15 January 2012

Controversies ahead for 2012

In 2008, the post-election support agreement between the Māori Party and the National Party included an agreement ‘to establish a group to consider constitutional issues, including Māori representation’, to be led by the Deputy Prime Minister (Bill English) and the Minister of Māori Affairs (Pita Sharples, co-leader of the Māori Party). The terms of reference include, among other things, Māori representation in Parliament and local government, the constitutional role of the Treaty of Waitangi, and the possibility of a written constitution. The membership of a constitutional review advisory group has already been named, and the process should kick off during 2012, to report to Cabinet initially in 2013.

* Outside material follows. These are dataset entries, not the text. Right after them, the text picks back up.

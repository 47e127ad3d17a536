//! Per-point local geometric descriptors (spec.md §3, §4.1).

pub mod extractor;

/// Number of bins in a descriptor: three 11-bin angle histograms
/// concatenated (spec.md §4.1 step 4).
pub const DESCRIPTOR_BINS: usize = 33;

/// A fixed-length, L1-normalized (to 100) descriptor of a point's local
/// geometry. Treated as opaque by C2/C3: only Euclidean distance between
/// descriptors matters downstream.
#[derive(Debug, Clone, Copy, PartialEq)]
pub struct Descriptor(pub [f32; DESCRIPTOR_BINS]);

impl Descriptor {
    /// A descriptor with every bin at zero.
    #[must_use]
    pub fn zero() -> Self {
        Self([0.0; DESCRIPTOR_BINS])
    }

    /// L1-normalizes the descriptor in place so its bins sum to `100`, the
    /// convention used by FPFH-family descriptors in point-cloud
    /// registration.
    pub fn l1_normalize(&mut self) {
        let sum: f32 = self.0.iter().sum();
        if sum > 0.0 {
            for bin in &mut self.0 {
                *bin = *bin / sum * 100.0;
            }
        }
    }

    /// Squared Euclidean distance in `R^33` between two descriptors.
    #[must_use]
    pub fn distance_sq(&self, other: &Self) -> f64 {
        self.0
            .iter()
            .zip(other.0.iter())
            .map(|(a, b)| {
                let d = f64::from(*a) - f64::from(*b);
                d * d
            })
            .sum()
    }

    /// Euclidean distance in `R^33` between two descriptors.
    #[must_use]
    pub fn distance(&self, other: &Self) -> f64 {
        self.distance_sq(other).sqrt()
    }
}

impl crate::spatial::Metric for Descriptor {
    fn distance(&self, other: &Self) -> f64 {
        Descriptor::distance(self, other)
    }
}

/// The subset of a [`crate::point::PointCloud`] that survived extractor
/// filtering, paired 1:1 with their descriptors. The index of a keypoint in
/// this set is the "keypoint index" used by every [`crate::correspondence`]
/// (spec.md §3).
#[derive(Debug, Clone, Default)]
pub struct KeypointSet {
    points: Vec<crate::point::Point3f>,
    descriptors: Vec<Descriptor>,
    /// Index of each keypoint in the original, pre-filtering cloud.
    source_indices: Vec<usize>,
}

impl KeypointSet {
    /// Assembles a keypoint set from parallel, equal-length vectors.
    ///
    /// # Panics
    ///
    /// Panics (a programmer error, not a runtime condition) if the three
    /// vectors have different lengths.
    #[must_use]
    pub fn new(
        points: Vec<crate::point::Point3f>,
        descriptors: Vec<Descriptor>,
        source_indices: Vec<usize>,
    ) -> Self {
        assert_eq!(points.len(), descriptors.len());
        assert_eq!(points.len(), source_indices.len());
        Self {
            points,
            descriptors,
            source_indices,
        }
    }

    /// The number of surviving keypoints.
    #[must_use]
    pub fn len(&self) -> usize {
        self.points.len()
    }

    /// Whether no points survived extraction.
    #[must_use]
    pub fn is_empty(&self) -> bool {
        self.points.is_empty()
    }

    /// Keypoint coordinates, in keypoint-index order.
    #[must_use]
    pub fn points(&self) -> &[crate::point::Point3f] {
        &self.points
    }

    /// Descriptors, in keypoint-index order, 1:1 with [`Self::points`].
    #[must_use]
    pub fn descriptors(&self) -> &[Descriptor] {
        &self.descriptors
    }

    /// Maps a keypoint index back to its index in the original cloud.
    #[must_use]
    pub fn source_index(&self, keypoint_idx: usize) -> usize {
        self.source_indices[keypoint_idx]
    }
}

The structure of the review group and the reporting process suggest that it will all be carefully managed politically by the government of the day. Perhaps a more independent public body would have been preferable (but, speaking as a member of the public and an interested academic, I would say that, wouldn't I!). At this stage, however, this is only a process of informing, discussing and seeking people’s views. The questions of becoming a republic and changing the head of state, moreover, are not explicitly a part of the terms of reference, but there is no bar to their being discussed, and they are bound to be brought up anyway. We do have an enthusiastic republican movement in New Zealand, but, in my opinion, the controversial matters of Māori representation (and the separate electoral rolls) and the constitutional status of the Treaty do need to be resolved first, before we get into the full debate about republicanism, and so this step-by-step approach seems quite wise.

It is inconceivable, for instance, that we could adopt a written constitution without wide public debate and a referendum. But given some of the issues included in this present constitutional review, the debate could easily get heated. I'd watch this space, if I were you, as it could prove to be an interesting 'sleeper' issue for the coming year or more. And this process will have to go on alongside the Electoral Commission's review of the MMP system, now that voters have decided to retain it. Interesting times.

In future posts, if there's interest, I may cover more background on the Maori seats and the constitutional status of the Treaty.